## Brief
Gather each line in the entries that includes the string "nulls".
Segment Start: Records to process
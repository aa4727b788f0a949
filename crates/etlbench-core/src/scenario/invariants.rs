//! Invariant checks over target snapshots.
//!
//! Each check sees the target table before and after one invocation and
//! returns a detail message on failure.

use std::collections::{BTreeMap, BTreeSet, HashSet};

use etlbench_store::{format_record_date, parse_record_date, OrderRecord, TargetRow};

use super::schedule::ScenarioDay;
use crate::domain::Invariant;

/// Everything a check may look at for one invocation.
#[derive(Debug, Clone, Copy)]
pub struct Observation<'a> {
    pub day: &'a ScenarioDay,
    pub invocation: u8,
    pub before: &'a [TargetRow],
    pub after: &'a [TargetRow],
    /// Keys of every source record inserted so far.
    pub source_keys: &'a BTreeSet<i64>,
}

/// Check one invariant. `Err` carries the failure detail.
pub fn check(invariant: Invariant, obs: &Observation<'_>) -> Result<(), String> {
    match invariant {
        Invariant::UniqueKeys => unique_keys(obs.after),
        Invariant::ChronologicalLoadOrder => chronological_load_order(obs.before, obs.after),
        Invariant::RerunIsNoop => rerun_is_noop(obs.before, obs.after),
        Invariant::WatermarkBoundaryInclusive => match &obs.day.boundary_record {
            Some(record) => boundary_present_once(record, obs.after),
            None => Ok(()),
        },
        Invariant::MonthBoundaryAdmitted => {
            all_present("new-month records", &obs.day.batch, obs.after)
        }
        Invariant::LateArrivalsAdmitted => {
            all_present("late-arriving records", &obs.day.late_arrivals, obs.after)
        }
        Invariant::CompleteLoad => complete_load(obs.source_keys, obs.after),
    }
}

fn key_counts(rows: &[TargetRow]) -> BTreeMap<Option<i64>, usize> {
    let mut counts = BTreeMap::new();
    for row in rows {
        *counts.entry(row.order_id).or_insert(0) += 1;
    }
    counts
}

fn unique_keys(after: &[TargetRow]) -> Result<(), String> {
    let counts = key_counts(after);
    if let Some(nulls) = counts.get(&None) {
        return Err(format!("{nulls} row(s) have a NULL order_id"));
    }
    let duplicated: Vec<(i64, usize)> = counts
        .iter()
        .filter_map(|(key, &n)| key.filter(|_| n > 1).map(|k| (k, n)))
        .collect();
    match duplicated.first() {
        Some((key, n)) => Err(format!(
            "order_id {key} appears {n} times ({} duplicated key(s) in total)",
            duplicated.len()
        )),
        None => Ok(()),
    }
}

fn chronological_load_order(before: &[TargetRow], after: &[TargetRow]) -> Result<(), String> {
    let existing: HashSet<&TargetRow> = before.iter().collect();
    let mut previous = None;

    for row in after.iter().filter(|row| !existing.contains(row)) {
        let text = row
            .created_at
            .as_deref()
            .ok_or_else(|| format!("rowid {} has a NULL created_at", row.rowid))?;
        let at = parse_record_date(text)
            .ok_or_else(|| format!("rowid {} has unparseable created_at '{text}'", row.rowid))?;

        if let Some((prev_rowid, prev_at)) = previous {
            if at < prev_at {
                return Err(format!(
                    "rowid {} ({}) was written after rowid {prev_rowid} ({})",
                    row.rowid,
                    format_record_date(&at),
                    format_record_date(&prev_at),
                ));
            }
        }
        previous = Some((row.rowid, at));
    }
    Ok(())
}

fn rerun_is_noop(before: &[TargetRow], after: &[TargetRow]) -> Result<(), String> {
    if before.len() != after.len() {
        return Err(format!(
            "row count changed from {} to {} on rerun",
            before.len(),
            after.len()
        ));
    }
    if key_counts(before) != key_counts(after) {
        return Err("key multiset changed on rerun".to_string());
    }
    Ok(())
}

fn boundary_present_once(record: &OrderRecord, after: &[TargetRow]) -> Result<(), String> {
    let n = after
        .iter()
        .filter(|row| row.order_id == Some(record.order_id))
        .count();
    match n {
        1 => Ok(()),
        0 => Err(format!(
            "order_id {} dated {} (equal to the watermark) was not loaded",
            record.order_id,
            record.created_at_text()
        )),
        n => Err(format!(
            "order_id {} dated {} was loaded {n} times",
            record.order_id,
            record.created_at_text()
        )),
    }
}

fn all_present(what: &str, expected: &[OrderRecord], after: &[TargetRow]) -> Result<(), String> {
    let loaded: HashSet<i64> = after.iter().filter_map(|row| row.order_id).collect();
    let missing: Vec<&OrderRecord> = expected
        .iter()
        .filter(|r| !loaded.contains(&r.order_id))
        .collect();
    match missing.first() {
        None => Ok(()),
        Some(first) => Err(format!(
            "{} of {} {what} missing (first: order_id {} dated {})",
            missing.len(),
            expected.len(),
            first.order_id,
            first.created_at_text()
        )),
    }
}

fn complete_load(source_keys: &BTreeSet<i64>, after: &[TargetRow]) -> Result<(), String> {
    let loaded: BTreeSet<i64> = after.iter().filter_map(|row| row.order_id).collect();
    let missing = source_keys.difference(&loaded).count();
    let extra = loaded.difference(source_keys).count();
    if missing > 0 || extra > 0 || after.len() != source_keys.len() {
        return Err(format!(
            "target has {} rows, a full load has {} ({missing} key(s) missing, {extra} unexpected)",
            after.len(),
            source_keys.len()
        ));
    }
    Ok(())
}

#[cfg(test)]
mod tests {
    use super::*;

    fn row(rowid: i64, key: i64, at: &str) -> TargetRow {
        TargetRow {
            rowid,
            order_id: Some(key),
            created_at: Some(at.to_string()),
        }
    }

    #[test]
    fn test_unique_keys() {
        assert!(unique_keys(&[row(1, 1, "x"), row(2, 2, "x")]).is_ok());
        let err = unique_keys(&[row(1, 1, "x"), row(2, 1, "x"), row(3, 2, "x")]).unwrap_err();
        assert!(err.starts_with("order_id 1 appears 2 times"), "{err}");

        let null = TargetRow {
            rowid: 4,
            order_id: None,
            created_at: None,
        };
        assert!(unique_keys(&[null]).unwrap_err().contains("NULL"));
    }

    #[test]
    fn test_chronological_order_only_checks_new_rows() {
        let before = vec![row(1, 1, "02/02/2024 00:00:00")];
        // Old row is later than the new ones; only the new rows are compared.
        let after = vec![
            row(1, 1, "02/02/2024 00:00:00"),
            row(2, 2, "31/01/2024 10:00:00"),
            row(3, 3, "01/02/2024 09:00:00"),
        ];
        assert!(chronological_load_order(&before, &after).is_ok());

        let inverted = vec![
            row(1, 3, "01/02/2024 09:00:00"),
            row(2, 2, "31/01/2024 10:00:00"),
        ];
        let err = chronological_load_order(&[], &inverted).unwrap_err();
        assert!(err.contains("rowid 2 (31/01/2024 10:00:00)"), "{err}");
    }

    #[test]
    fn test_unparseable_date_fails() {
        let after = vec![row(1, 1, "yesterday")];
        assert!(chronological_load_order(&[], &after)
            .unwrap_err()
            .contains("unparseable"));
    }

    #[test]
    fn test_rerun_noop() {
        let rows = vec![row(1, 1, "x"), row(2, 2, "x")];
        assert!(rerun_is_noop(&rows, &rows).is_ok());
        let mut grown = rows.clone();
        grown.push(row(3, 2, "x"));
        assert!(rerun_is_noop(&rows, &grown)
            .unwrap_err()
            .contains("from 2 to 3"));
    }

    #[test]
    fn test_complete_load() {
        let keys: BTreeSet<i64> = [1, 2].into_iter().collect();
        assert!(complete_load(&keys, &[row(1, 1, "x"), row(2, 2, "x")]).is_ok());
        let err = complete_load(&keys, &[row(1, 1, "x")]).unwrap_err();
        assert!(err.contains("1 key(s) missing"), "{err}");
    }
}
Segment End: Records to process
## Output
    if let Some(nulls) = counts.get(&None) {
        return Err(format!("{nulls} row(s) have a NULL order_id"));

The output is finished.